Gone are the times when a Journalist (from print or broadcast) was by society, at all times ranked high there on top ( as the know it all, the only wit, or lets say the only option). These were the times when media was new, and players were very few.
In Africa such times were when there was one Television or Radio station, and a news paper, while Magazines were also a here-say. With this, even gadgets like radios were so basic amidst families, that even parents could schedule opportune hours in dedication to listening in.
Radio was adored, that not a child would dare mess with their parents’ radio set without consent.
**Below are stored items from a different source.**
use chrono::{DateTime, Utc};
use serde::{Deserialize, Serialize};

#[derive(Debug, Clone, Copy, Serialize, Deserialize, PartialEq, Eq, Hash)]
#[serde(rename_all = "snake_case")]
pub enum EdgeType {
    SubtopicOf,
    RelatedTo,
    PartOf,
    DependsOn,
    Precedes,
}

impl EdgeType {
    pub fn as_str(&self) -> &'static str {
        match self {
            Self::SubtopicOf => "subtopic_of",
            Self::RelatedTo => "related_to",
            Self::PartOf => "part_of",
            Self::DependsOn => "depends_on",
            Self::Precedes => "precedes",
        }
    }
}

impl std::fmt::Display for EdgeType {
    fn fmt(&self, f: &mut std::fmt::Formatter<'_>) -> std::fmt::Result {
        f.write_str(self.as_str())
    }
}

impl std::str::FromStr for EdgeType {
    type Err = String;
    fn from_str(s: &str) -> Result<Self, Self::Err> {
        match s {
            "subtopic_of" => Ok(Self::SubtopicOf),
            "related_to" => Ok(Self::RelatedTo),
            "part_of" => Ok(Self::PartOf),
            "depends_on" => Ok(Self::DependsOn),
            "precedes" => Ok(Self::Precedes),
            _ => Err(format!("Unknown edge type: {}", s)),
        }
    }
}

/// Directed, typed, weighted edge between two nodes of the same user.
#[derive(Debug, Clone, Serialize, Deserialize)]
pub struct KnowledgeEdge {
    #[serde(default = "crate::id_gen::edge_id")]
    pub id: String,
    pub user_id: String,
    pub source_id: String,
    pub target_id: String,
    pub edge_type: EdgeType,
    /// In [0,1]; multiplies the decayed score on traversal.
    pub weight: f64,
    #[serde(default)]
    pub metadata: serde_json::Map<String, serde_json::Value>,
    #[serde(default = "crate::time_utils::now")]
    pub created_at: DateTime<Utc>,
}

#[cfg(test)]
mod tests {
    use super::*;

    #[test]
    fn test_edge_type_parse() {
        assert_eq!("subtopic_of".parse::<EdgeType>().unwrap(), EdgeType::SubtopicOf);
        assert_eq!(EdgeType::DependsOn.to_string(), "depends_on");
        assert!("SubtopicOf".parse::<EdgeType>().is_err());
    }
}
Figures, oh, yes, the first African radio broadcasters in South Sub-Sahara date back as early as the 1920s, with South Africa in the 1923, while Kenya as the pioneers tasted of this in 1927, Mozambique(1933), Senegal (1939) and so on.
Unlike today, where they are lavishly adorning bars, supermarkets and even accessible through mobile technology, televisions were limited to top elites, that even watching them was glorious.
Oh, and a newspaper or magazine was classy that the few who spent a dear penny on them, or borrowed (even an old newspaper) could strike a pose on a bus station, post office box, bank at cues with high esteem (even without holding a clue of that particular edition entailed)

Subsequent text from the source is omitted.